Ce que vous allez voir, et Jean-Claude Golvin le précise, n'est pas une illustration de la Nemausus de l'époque, c'est la Nemausus de l'époque ! Ça fait plus que ressembler à Nemausus, c'est un modèle théorique qui fonctionne, qui aide à une meilleure appréhension pour le grand public et qui permet bien souvent d'aider aussi les archéologues dans leurs hypothèses.
C'est grâce à Bettina Célié, responsable du pôle patrimoine à la Mairie, que cette expo a pris forme. Pour Marc Célié, archéologue à l'Inrap : "Au départ, c'est via le Centre d'interprétation de l'architecture et du patrimoine que l'expo a débuté. Collaborer avec Jean-Claude Golvin est un bonheur ! On transmettait l'état de nos connaissances de cette ville antique de Nîmes via nos plans et le résultat est magnifique grâce aux travaux établis. C'est sur les trames urbaines que Jean-Claude a basé son travail."
Pour l'artiste architecte et un peu archéologue à sa manière : "Nous étions en accord sur le portrait robot de la ville. Nous nous sommes bien renseignés pour Nîmes car il fallait que nos représentations fonctionnent. Je travail un peu comme un urbaniste, une ville est toujours complexe mais notre proposition n'est ni naïve ni simpliste. Nous avons suivi des règles connues pour les constructions de ces cités et notre plan est devenu consistant au fil des réunions de travail. En ajoutant les perspectives, les dénivellations, les couleurs et les personnages, le rendu est agréable."
Deux ans de réunions pour 50 oeuvres dont de très nombreuses aquarelles en grand format. D'autres médias viennent aider et soutenir la lecture de cette cité antique. De la vidéo, des écrits, des cartels. "La ville a tous ses principaux organes, y compris son théâtre principal dont on ne connaît pas tout à fait l'emplacement", assure Golvin.
Le but de l'exposition est réellement d'offrir une sensation nouvelle au visiteur. Une promenade, une balade. C'est dynamique, il y a de l'action dans chacune des oeuvres. Le visiteur peut ainsi passer des heures et des heures à fouiller les moindres détails. Il pourra aussi sourire devant quelques clins d'oeil.
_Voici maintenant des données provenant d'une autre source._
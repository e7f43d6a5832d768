//! Key-value slot storage backing the persisted tree.

use std::collections::HashMap;
use std::fs;
use std::io::{self, Write};
use std::path::{Path, PathBuf};

use tempfile::NamedTempFile;
use thiserror::Error;

const SLOT_EXTENSION: &str = "json";

/// Errors surfaced by a [`KeyValueStore`].
#[derive(Debug, Error)]
pub enum StorageError {
    #[error("storage quota exceeded writing `{key}`: {needed} bytes needed, {quota} allowed")]
    QuotaExceeded {
        key: String,
        needed: u64,
        quota: u64,
    },
    #[error("storage i/o failed for `{key}`: {source}")]
    Io {
        key: String,
        #[source]
        source: io::Error,
    },
}

/// A string-valued slot store.
pub trait KeyValueStore {
    fn get(&self, key: &str) -> Result<Option<String>, StorageError>;
    fn set(&mut self, key: &str, value: &str) -> Result<(), StorageError>;
    fn remove(&mut self, key: &str) -> Result<(), StorageError>;
}

/// Stores each slot as `<dir>/<key>.json`.
#[derive(Debug, Clone)]
pub struct FileStore {
    dir: PathBuf,
    quota: Option<u64>,
}

impl FileStore {
    pub fn new(dir: impl Into<PathBuf>) -> Self {
        Self {
            dir: dir.into(),
            quota: None,
        }
    }

    /// Limit the combined size of all slots, in bytes.
    pub fn with_quota(mut self, bytes: Option<u64>) -> Self {
        self.quota = bytes.filter(|bytes| *bytes > 0);
        self
    }

    pub fn dir(&self) -> &Path {
        &self.dir
    }

    /// Location of the slot file for `key`.
    pub fn slot_path(&self, key: &str) -> PathBuf {
        self.dir
            .join(format!("{}.{SLOT_EXTENSION}", sanitize_key(key)))
    }

    fn used_by_others(&self, key: &str) -> u64 {
        let own = self.slot_path(key);
        let Ok(entries) = fs::read_dir(&self.dir) else {
            return 0;
        };
        entries
            .filter_map(Result::ok)
            .filter(|entry| {
                let path = entry.path();
                path != own && path.extension().is_some_and(|ext| ext == SLOT_EXTENSION)
            })
            .filter_map(|entry| entry.metadata().ok())
            .map(|meta| meta.len())
            .sum()
    }
}

impl KeyValueStore for FileStore {
    fn get(&self, key: &str) -> Result<Option<String>, StorageError> {
        let path = self.slot_path(key);
        match fs::read_to_string(&path) {
            Ok(value) => Ok(Some(value)),
            Err(err) if err.kind() == io::ErrorKind::NotFound => Ok(None),
            Err(source) => Err(StorageError::Io {
                key: key.to_owned(),
                source,
            }),
        }
    }

    fn set(&mut self, key: &str, value: &str) -> Result<(), StorageError> {
        if let Some(quota) = self.quota {
            let needed = self.used_by_others(key) + value.len() as u64;
            if needed > quota {
                return Err(StorageError::QuotaExceeded {
                    key: key.to_owned(),
                    needed,
                    quota,
                });
            }
        }

        let io_err = |source| StorageError::Io {
            key: key.to_owned(),
            source,
        };
        fs::create_dir_all(&self.dir).map_err(io_err)?;
        let mut staged = NamedTempFile::new_in(&self.dir).map_err(io_err)?;
        staged.write_all(value.as_bytes()).map_err(io_err)?;
        staged.flush().map_err(io_err)?;
        staged
            .persist(self.slot_path(key))
            .map_err(|err| io_err(err.error))?;
        Ok(())
    }

    fn remove(&mut self, key: &str) -> Result<(), StorageError> {
        match fs::remove_file(self.slot_path(key)) {
            Ok(()) => Ok(()),
            Err(err) if err.kind() == io::ErrorKind::NotFound => Ok(()),
            Err(source) => Err(StorageError::Io {
                key: key.to_owned(),
                source,
            }),
        }
    }
}

/// In-memory slots, mainly for tests and throwaway sessions.
#[derive(Debug, Clone, Default)]
pub struct MemoryStore {
    slots: HashMap<String, String>,
    quota: Option<u64>,
}

impl MemoryStore {
    pub fn new() -> Self {
        Self::default()
    }

    pub fn with_quota(mut self, bytes: Option<u64>) -> Self {
        self.quota = bytes.filter(|bytes| *bytes > 0);
        self
    }

    /// Seed a slot directly, bypassing the quota.
    pub fn with_slot(mut self, key: &str, value: impl Into<String>) -> Self {
        self.slots.insert(key.to_owned(), value.into());
        self
    }
}

impl KeyValueStore for MemoryStore {
    fn get(&self, key: &str) -> Result<Option<String>, StorageError> {
        Ok(self.slots.get(key).cloned())
    }

    fn set(&mut self, key: &str, value: &str) -> Result<(), StorageError> {
        if let Some(quota) = self.quota {
            let others: u64 = self
                .slots
                .iter()
                .filter(|(slot, _)| slot.as_str() != key)
                .map(|(_, value)| value.len() as u64)
                .sum();
            let needed = others + value.len() as u64;
            if needed > quota {
                return Err(StorageError::QuotaExceeded {
                    key: key.to_owned(),
                    needed,
                    quota,
                });
            }
        }
        self.slots.insert(key.to_owned(), value.to_owned());
        Ok(())
    }

    fn remove(&mut self, key: &str) -> Result<(), StorageError> {
        self.slots.remove(key);
        Ok(())
    }
}

fn sanitize_key(key: &str) -> String {
    key.chars()
        .map(|ch| {
            if ch.is_ascii_alphanumeric() || matches!(ch, '-' | '_' | '.') {
                ch
            } else {
                '_'
            }
        })
        .collect()
}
Oui, il n'y a probablement jamais eu de crocodiles à la Fontaine mais bon... Ça fait rigoler de les voir ! Perdez-vous dans ce genre de détails !
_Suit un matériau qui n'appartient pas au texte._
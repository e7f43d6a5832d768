use anyhow::Result;
use clap::Parser;

use dataroom::LogTarget;
use dataroom::app::preview::TempFilePreviews;
use dataroom::infra::config::Config;
use dataroom::ui::app::UiApp;
use dataroom::ui::cli::{self, Cli, Command};

fn main() -> Result<()> {
    let cli = Cli::parse();
    let mut config = Config::load()?;
    if let Some(dir) = &cli.storage_dir {
        config.storage.set_dir(dir.display().to_string());
    }

    match cli.command.unwrap_or(Command::Ui) {
        Command::Ui => {
            dataroom::init(LogTarget::File(config.storage.dir().join("dataroom.log")))?;
            let previews = TempFilePreviews::new()?;
            let session = dataroom::ui::open_session(&config, previews);
            UiApp::new(session).run()
        }
        command => {
            dataroom::init(LogTarget::Stderr)?;
            cli::run(command, &config)
        }
    }
}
La première partie de l'expo est donc une promenade au fil des rues nîmoises. La seconde précise ce que l'on sait de notre amphithéâtre, le mieux conservé au monde romain. "Celui que l'on voit aujourd'hui a sans doute été construit sur un plus ancien en bois. L'amphithéâtre d'Arles ressemble beaucoup à Nîmes, mais il est moins bien conservé. Pour que tout soit juste dans les plans, il m'a fallu trouver le tracé spécial emprunté par l'architecte qui a bâti l'amphithéâtre nîmois."
Une forme elliptique, forcément, mais d'autres subtilités viennent s'ajouter à la complexité de l'édifice public nîmois. "Nîmes est assez original ! Il y a quatre axes différents, des centres multiples. C'est valable sur le terrain mais aussi sur le dessin. Ici, tout est à sa place comme les rouages d'un mécanisme d'horloge. C'est le cas pour chacune des étapes du chantier que nous détaillons. On comprend plus facilement la manière dont se déroulait un chantier d'une telle ampleur."
Ainsi, et c'est une petite découverte, un chantier se déroulait de manière symétrique, partant du milieu d'un petit axe, sud à Nîmes, pour s'achever au milieu de l'autre petit axe, par la porte aux avant-corps de taureaux. Le chantier a dû durer une génération, entre 20 et 25 ans. "C'est le concours Lépine à chaque fois ! On doit résoudre une foule de problèmes mais c'est excitant de vaciller entre recherche et communication", conclut Jean-Claude Golvin.
Musée de la romanité, face aux arènes, entrée 9 euros pour les expositions permanente et temporaire.